Klagenfurt (A) Geduld und Flexibilität. Beides mussten die 14 Mentees der FEMcademy im heurigen Jahr mitbringen. Denn gleich nach dem Hearing erfolgte der coronabedingte Shutdown und alles war anders. Krisen sind immer auch Chancen. Für Optimierungen und für Neues. Auch das Wirtschaftsmentoring von „Frau in der Wirtschaft Kärnten“ nützte den coronabedingten Shutdown und legte die Weichen für eine noch effizientere Zusammenarbeit von Mentees und Mentoren.

Denn neben Impulsen, Workshops und Netzwerk werden die Jungunternehmerinnen der FEMcademy für eine bestimmte Zeit von erfahrenen MentorInnen unterstützt.

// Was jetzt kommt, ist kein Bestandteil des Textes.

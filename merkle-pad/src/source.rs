//! Content sources: where the bytes of leaves and membership queries come
//! from.
//!
//! The tree never interprets identifiers. It passes them to the source and
//! either hashes the returned bytes or reports the read failure.

use std::{
    collections::HashMap,
    fmt, fs, io,
    path::{Path, PathBuf},
};

/// Supplies raw content for an identifier.
pub trait ContentSource {
    /// Identifier type, e.g. a path or a key.
    type Id: ?Sized + fmt::Debug;

    /// Read the full content behind `id`.
    fn read(&self, id: &Self::Id) -> io::Result<Vec<u8>>;
}

impl<S: ContentSource + ?Sized> ContentSource for &S {
    type Id = S::Id;

    fn read(&self, id: &Self::Id) -> io::Result<Vec<u8>> {
        (**self).read(id)
    }
}

/// Reads files, optionally relative to a base directory.
#[derive(Debug, Default, Clone)]
pub struct FsSource {
    base: Option<PathBuf>,
}

impl FsSource {
    /// Source resolving paths as given.
    pub fn new() -> Self {
        Self::default()
    }

    /// Source resolving relative paths against `base`.
    pub fn with_base(base: impl Into<PathBuf>) -> Self {
        FsSource {
            base: Some(base.into()),
        }
    }

    fn resolve(&self, path: &Path) -> PathBuf {
        match &self.base {
            Some(base) if path.is_relative() => base.join(path),
            _ => path.to_path_buf(),
        }
    }
}

impl ContentSource for FsSource {
    type Id = Path;

    fn read(&self, id: &Path) -> io::Result<Vec<u8>> {
        fs::read(self.resolve(id))
    }
}

/// The identifier is the content itself. Never fails.
#[derive(Debug, Default, Clone, Copy)]
pub struct InlineSource;

impl ContentSource for InlineSource {
    type Id = [u8];

    fn read(&self, id: &[u8]) -> io::Result<Vec<u8>> {
        Ok(id.to_vec())
    }
}

/// In-memory key → content map; unknown keys fail with
/// [`io::ErrorKind::NotFound`].
#[derive(Debug, Default, Clone)]
pub struct MapSource {
    entries: HashMap<String, Vec<u8>>,
}

impl MapSource {
    /// Empty source.
    pub fn new() -> Self {
        Self::default()
    }

    /// Add or replace the content behind `key`.
    pub fn insert(&mut self, key: impl Into<String>, content: impl Into<Vec<u8>>) {
        self.entries.insert(key.into(), content.into());
    }
}

impl<K: Into<String>, V: Into<Vec<u8>>> FromIterator<(K, V)> for MapSource {
    fn from_iter<T: IntoIterator<Item = (K, V)>>(iter: T) -> Self {
        let mut source = MapSource::new();
        for (key, content) in iter {
            source.insert(key, content);
        }
        source
    }
}

impl ContentSource for MapSource {
    type Id = str;

    fn read(&self, id: &str) -> io::Result<Vec<u8>> {
        self.entries.get(id).cloned().ok_or_else(|| {
            io::Error::new(io::ErrorKind::NotFound, format!("no content for key {id:?}"))
        })
    }
}
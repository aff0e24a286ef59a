// One row of an export file
use std::collections::HashMap;
use std::sync::Arc;

use crate::errors::ParseError;
use crate::models::{AttributeValue, Attributes, ColumnKind, EntityType};

/// A parsed export row: column name to raw cell text.
#[derive(Debug, Clone, PartialEq, Eq)]
pub struct Record {
    file: Arc<str>,
    line: u64,
    fields: HashMap<String, String>,
}

impl Record {
    pub fn new(file: Arc<str>, line: u64, fields: HashMap<String, String>) -> Self {
        Self { file, line, fields }
    }

    pub fn file(&self) -> &str {
        &self.file
    }

    /// Line of the row in its export file (the header is line 1).
    pub fn line(&self) -> u64 {
        self.line
    }

    /// Cell value, with empty cells read as null.
    pub fn get(&self, column: &str) -> Option<&str> {
        self.fields
            .get(column)
            .map(String::as_str)
            .filter(|value| !value.is_empty())
    }

    pub fn required(&self, column: &str) -> Result<&str, ParseError> {
        self.get(column).ok_or_else(|| ParseError::MissingValue {
            file: self.file.to_string(),
            line: self.line,
            column: column.to_string(),
        })
    }

    /// Legacy primary key of the row.
    pub fn id(&self) -> Result<&str, ParseError> {
        self.required("id")
    }

    pub fn fields(&self) -> &HashMap<String, String> {
        &self.fields
    }

    /// Node properties for this row: every non-empty cell, typed by the
    /// column layout of `entity`.
    pub fn to_attributes(&self, entity: EntityType) -> Result<Attributes, ParseError> {
        for column in entity.columns().iter().filter(|c| c.required) {
            self.required(column.name)?;
        }

        let mut attributes = Attributes::new();
        for (column, value) in &self.fields {
            if value.is_empty() {
                continue;
            }

            let kind = entity
                .column(column)
                .map(|spec| spec.kind)
                .unwrap_or(ColumnKind::Text);

            let value = match kind {
                ColumnKind::Text => AttributeValue::Text(value.clone()),
                ColumnKind::Integer => {
                    let parsed = value.trim().parse::<i64>().map_err(|_| {
                        ParseError::InvalidInteger {
                            file: self.file.to_string(),
                            line: self.line,
                            column: column.clone(),
                            value: value.clone(),
                        }
                    })?;
                    AttributeValue::Integer(parsed)
                }
            };
            attributes.insert(column.clone(), value);
        }

        Ok(attributes)
    }
}
//! Errors raised while reading the flat-file exports.
use thiserror::Error;

use crate::models::EntityType;

/// A malformed or unreadable export file.
#[derive(Debug, Error)]
pub enum ParseError {
    #[error("Failed to open {file}: {source}")]
    Io {
        file: String,
        source: std::io::Error,
    },
    #[error("Malformed CSV in {file}: {source}")]
    Csv { file: String, source: csv::Error },
    #[error("{file} is missing column '{column}'")]
    MissingColumn { file: String, column: String },
    #[error("{file} has column '{column}' more than once")]
    DuplicateColumn { file: String, column: String },
    #[error("{file} line {line}: expected {expected} fields, found {found}")]
    FieldCount {
        file: String,
        line: u64,
        expected: usize,
        found: usize,
    },
    #[error("{file} line {line}: column '{column}' must not be empty")]
    MissingValue {
        file: String,
        line: u64,
        column: String,
    },
    #[error("{file} line {line}: column '{column}' is not an integer: '{value}'")]
    InvalidInteger {
        file: String,
        line: u64,
        column: String,
        value: String,
    },
    #[error("{0} has no export file")]
    NotExported(EntityType),
}
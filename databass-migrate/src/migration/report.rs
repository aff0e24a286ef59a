// Migration statistics
use std::collections::BTreeMap;
use std::time::Duration;
use tracing::info;

use crate::models::{EntityType, RelationType};

/// Counts of what a run wrote to the graph.
#[derive(Debug, Clone, Default, PartialEq)]
pub struct MigrationReport {
    pub nodes: BTreeMap<EntityType, usize>,
    pub edges: BTreeMap<RelationType, usize>,
    pub elapsed: Duration,
}

impl MigrationReport {
    pub fn record_node(&mut self, entity: EntityType) {
        *self.nodes.entry(entity).or_default() += 1;
    }

    pub fn record_edge(&mut self, relation: RelationType) {
        *self.edges.entry(relation).or_default() += 1;
    }

    pub fn nodes_of(&self, entity: EntityType) -> usize {
        self.nodes.get(&entity).copied().unwrap_or(0)
    }

    pub fn edges_of(&self, relation: RelationType) -> usize {
        self.edges.get(&relation).copied().unwrap_or(0)
    }

    pub fn total_nodes(&self) -> usize {
        self.nodes.values().sum()
    }

    pub fn total_edges(&self) -> usize {
        self.edges.values().sum()
    }

    pub fn log_summary(&self) {
        info!("=== Migration Complete ===");
        info!("Total time: {:.2}s", self.elapsed.as_secs_f64());
        for (entity, count) in &self.nodes {
            info!("{} nodes: {}", entity, count);
        }
        for (relation, count) in &self.edges {
            info!("{} relationships: {}", relation, count);
        }
        info!(
            "Total: {} nodes, {} relationships",
            self.total_nodes(),
            self.total_edges()
        );
    }
}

Jeder der MentorInnen hat ein eigenes Unternehmen und kann aus einem großen Erfahrungsschatz schöpfen. Ehrenamtlich treffen sie sich mit den Jungunternehmerinnen und machen mit ihnen einen Reality-Check. Ein wertvolles Feedback für die Zukunft.

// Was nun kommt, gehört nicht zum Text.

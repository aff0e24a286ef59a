// Migration module - orchestrates reading exports and writing the graph
pub mod executor;
pub mod report;
pub mod state;

pub use executor::{MigrationExecutor, MigrationOptions};
pub use report::MigrationReport;
pub use state::MigrationState;
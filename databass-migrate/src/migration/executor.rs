// Migration executor - orchestrates the migration flow
use std::collections::HashSet;
use std::time::Instant;
use tracing::{debug, error, info};

use crate::config::{EDGE_REPORT_INTERVAL, NODE_REPORT_INTERVAL};
use crate::errors::{MigrationError, ParseError};
use crate::export::{ExportDir, Record};
use crate::id_map::IdMap;
use crate::migration::{MigrationReport, MigrationState};
use crate::models::{
    AttributeValue, Attributes, EntityType, NodeId, RelationType, ReleaseGenre, COUNTRY_COLUMN,
    MIGRATION_ORDER,
};
use crate::store::GraphStore;

#[derive(Debug, Clone, Copy, Default)]
pub struct MigrationOptions {
    /// Delete everything in the target before writing.
    pub clear_target: bool,
}

/// A validated export row ready to be written.
struct PreparedRow<'a> {
    old_id: &'a str,
    attributes: Attributes,
    record: &'a Record,
}

/// Runs one migration from an export directory into a graph store.
///
/// Entity types are processed strictly one after another in
/// [`MIGRATION_ORDER`]. The first error aborts the run and leaves whatever was
/// already written in the store.
pub struct MigrationExecutor<S> {
    store: S,
    export: ExportDir,
    options: MigrationOptions,
    ids: IdMap,
    state: MigrationState,
    history: Vec<MigrationState>,
    report: MigrationReport,
}

impl<S: GraphStore> MigrationExecutor<S> {
    pub fn new(store: S, export: ExportDir, options: MigrationOptions) -> Self {
        Self {
            store,
            export,
            options,
            ids: IdMap::new(),
            state: MigrationState::NotStarted,
            history: vec![MigrationState::NotStarted],
            report: MigrationReport::default(),
        }
    }

    pub fn state(&self) -> MigrationState {
        self.state
    }

    pub fn store(&self) -> &S {
        &self.store
    }

    /// Every state the run has entered, starting with `NotStarted`.
    pub fn history(&self) -> &[MigrationState] {
        &self.history
    }

    /// The phase that was running when the migration failed.
    pub fn failed_during(&self) -> Option<MigrationState> {
        match self.history.as_slice() {
            [.., during, MigrationState::Failed] => Some(*during),
            _ => None,
        }
    }

    /// The remapping table built so far.
    pub fn ids(&self) -> &IdMap {
        &self.ids
    }

    pub fn report(&self) -> &MigrationReport {
        &self.report
    }

    /// Execute the full migration. An executor runs at most once.
    pub async fn execute(&mut self) -> Result<MigrationReport, MigrationError> {
        if self.state != MigrationState::NotStarted {
            return Err(MigrationError::AlreadyStarted);
        }

        let start_time = Instant::now();
        info!("Migrating export from {}", self.export.path().display());

        match self.run().await {
            Ok(()) => {
                self.transition(MigrationState::Done);
                self.report.elapsed = start_time.elapsed();
                self.report.log_summary();
                Ok(self.report.clone())
            }
            Err(e) => {
                error!("Migration failed while {}: {}", self.state, e);
                self.transition(MigrationState::Failed);
                self.report.elapsed = start_time.elapsed();
                Err(e)
            }
        }
    }

    async fn run(&mut self) -> Result<(), MigrationError> {
        if self.options.clear_target {
            info!("Clearing existing graph data...");
            self.store.clear().await?;
            info!("✓ Cleared existing data");
        }

        let mut indexed: Vec<EntityType> = MIGRATION_ORDER.to_vec();
        indexed.push(EntityType::Country);
        self.store.ensure_indexes(&indexed).await?;

        for entity in MIGRATION_ORDER {
            self.transition(MigrationState::ReadingEntities(entity));
            let records = self.export.read(entity)?;
            let rows = prepare_rows(entity, &records)?;
            let genre_links = if entity == EntityType::Release {
                self.export.read_release_genres()?
            } else {
                Vec::new()
            };
            info!("✓ Read {} {} rows", rows.len(), entity);

            self.transition(MigrationState::CreatingNodes(entity));
            self.create_nodes(entity, &rows).await?;
            self.ids.seal(entity);
            info!("✓ Created {} {} nodes", rows.len(), entity);

            self.transition(MigrationState::CreatingEdges(entity));
            self.create_edges(entity, &rows).await?;
            if !genre_links.is_empty() {
                self.create_secondary_genre_edges(&rows, &genre_links).await?;
            }
        }

        self.ids.seal(EntityType::Country);
        Ok(())
    }

    async fn create_nodes(
        &mut self,
        entity: EntityType,
        rows: &[PreparedRow<'_>],
    ) -> Result<(), MigrationError> {
        let total = rows.len();

        for (idx, row) in rows.iter().enumerate() {
            let node_id = self.store.create_node(entity, &row.attributes).await?;
            debug!("{} {} -> {}", entity, row.old_id, node_id);
            self.ids.register(entity, row.old_id, node_id)?;
            self.report.record_node(entity);

            if (idx + 1) % NODE_REPORT_INTERVAL == 0 || idx + 1 == total {
                info!("  Progress: {}/{} {} nodes", idx + 1, total, entity);
            }
        }

        Ok(())
    }

    async fn create_edges(
        &mut self,
        entity: EntityType,
        rows: &[PreparedRow<'_>],
    ) -> Result<(), MigrationError> {
        for row in rows {
            let from = self.ids.resolve(entity, row.old_id)?;

            for fk in entity.foreign_keys() {
                let Some(target_id) = row.record.get(fk.column) else {
                    continue;
                };

                let to = self.ids.resolve(fk.target, target_id).map_err(|source| {
                    MigrationError::OrphanReference {
                        entity,
                        row_id: row.old_id.to_string(),
                        column: fk.column,
                        source,
                    }
                })?;

                self.link(&from, &to, fk.relation).await?;
            }

            if let (Some(relation), Some(country)) =
                (entity.country_relation(), row.record.get(COUNTRY_COLUMN))
            {
                let to = self.country_node(country).await?;
                self.link(&from, &to, relation).await?;
            }
        }

        Ok(())
    }

    /// `HAS_GENRE` edges from the association export. A link that repeats a
    /// release's main genre is already covered by the main genre edge.
    async fn create_secondary_genre_edges(
        &mut self,
        releases: &[PreparedRow<'_>],
        links: &[ReleaseGenre],
    ) -> Result<(), MigrationError> {
        let main_genres: HashSet<(&str, &str)> = releases
            .iter()
            .filter_map(|row| Some((row.old_id, row.record.get("main_genre_id")?)))
            .collect();

        let mut skipped = 0;
        for link in links {
            if main_genres.contains(&(link.release_id.as_str(), link.genre_id.as_str())) {
                skipped += 1;
                continue;
            }

            let from = self
                .ids
                .resolve(EntityType::Release, &link.release_id)
                .map_err(|source| MigrationError::OrphanReference {
                    entity: EntityType::Release,
                    row_id: link.release_id.clone(),
                    column: "release_id",
                    source,
                })?;
            let to = self
                .ids
                .resolve(EntityType::Genre, &link.genre_id)
                .map_err(|source| MigrationError::OrphanReference {
                    entity: EntityType::Release,
                    row_id: link.release_id.clone(),
                    column: "genre_id",
                    source,
                })?;

            self.link(&from, &to, RelationType::HasGenre).await?;
        }

        if skipped > 0 {
            debug!("Skipped {} secondary genres equal to the main genre", skipped);
        }
        info!("✓ Linked {} secondary genres", links.len() - skipped);
        Ok(())
    }

    /// Node for a country name, created the first time the name is seen.
    async fn country_node(&mut self, name: &str) -> Result<NodeId, MigrationError> {
        if let Some(id) = self.ids.try_resolve(EntityType::Country, name) {
            return Ok(id.clone());
        }

        let mut attributes = Attributes::new();
        attributes.insert("name".to_string(), AttributeValue::from(name));

        let node_id = self
            .store
            .create_node(EntityType::Country, &attributes)
            .await?;
        self.report.record_node(EntityType::Country);
        debug!("Country '{}' -> {}", name, node_id);

        Ok(self.ids.register(EntityType::Country, name, node_id)?)
    }

    async fn link(
        &mut self,
        from: &NodeId,
        to: &NodeId,
        relation: RelationType,
    ) -> Result<(), MigrationError> {
        self.store.create_edge(from, to, relation).await?;
        self.report.record_edge(relation);

        let total = self.report.total_edges();
        if total % EDGE_REPORT_INTERVAL == 0 {
            info!("  Progress: {} relationships", total);
        }
        Ok(())
    }

    fn transition(&mut self, next: MigrationState) {
        debug!("Migration state: {} -> {}", self.state, next);
        self.state = next;
        self.history.push(next);
    }
}

/// Validate every row of an export before anything is written for it.
fn prepare_rows(
    entity: EntityType,
    records: &[Record],
) -> Result<Vec<PreparedRow<'_>>, ParseError> {
    records
        .iter()
        .map(|record| {
            Ok::<_, ParseError>(PreparedRow {
                old_id: record.id()?,
                attributes: record.to_attributes(entity)?,
                record,
            })
        })
        .collect()
}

FEMcademy: Heuer alles anders
Das erste Zusammentreffen mit der eigenen Mentorin oder dem Mentor war nicht nur für die Jungunternehmerinnen ein besonderer Tag, sondern auch für Carmen Goby, die ihre Funktion als WK-Vizepräsidentin und Landesvorsitzende von Frau in der Wirtschaft Kärnten zurücklegte, um sich künftig in Wien als Vizepräsidentin der Wirtschaftskammer zu engagieren.

„Die Förderungen von Jungunternehmerinnen war mir immer eine Herzensangelegenheit und ich freue mich, das Projekt erfolgreich zu übergeben. In den Kärntner Jungunternehmerinnen steckt Innovationskraft und noch sehr viel Potenzial, welches sich durch ein Mentoring entfalten kann“, sagt Goby. Als starke Stimme für die österreichischen Betriebe und besonders für EPU (Ein-Personen-Unternehmen) setzt sie sich weiter für deren Anliegen in Wien ein.

Auch der neu ernannten WK-Vizepräsidentin Astrid Legner ist die Förderung der nächsten Unternehmergeneration ein Anliegen. Legner dankte den Mentoren für ihr ehrenamtliches Engagement und wünscht den Mentees viel Erfolg. Weiter geht’s im Herbst mit Workshops und einer Innovationsreise nach Wien. Die Projektleitung wurde von der Landesleitung Stv. Landesvorsitzenden Nicole M. Mayer und Landesgeschäftsführerin Tanja Telesklav übernommen.

Kooperation und Netzwerk leben
Im Sinne des Netzwerkens hatten die Mentees und Mentoren vor dem großen Matching auch Gelegenheit, sich untereinander kennenzulernen und auszutauschen. Dabei ging es um das Meistern von Krisen, Profilierung, Wertschätzung, Erfolgsbereitschaft, Klarheit und Balanceakte. Schließlich haben engagierte Unternehmerinnen eines gemeinsam – sie lassen sich nicht vom Schicksal unterkriegen, geben nicht so schnell auf und gehen gestärkt aus schwierigen Zeiten heraus.

  • Das erste Zusammentreffen mit der eigenen Mentorin oder dem Mentor war für die Jungunternehmerinnen ein besonderer Tag.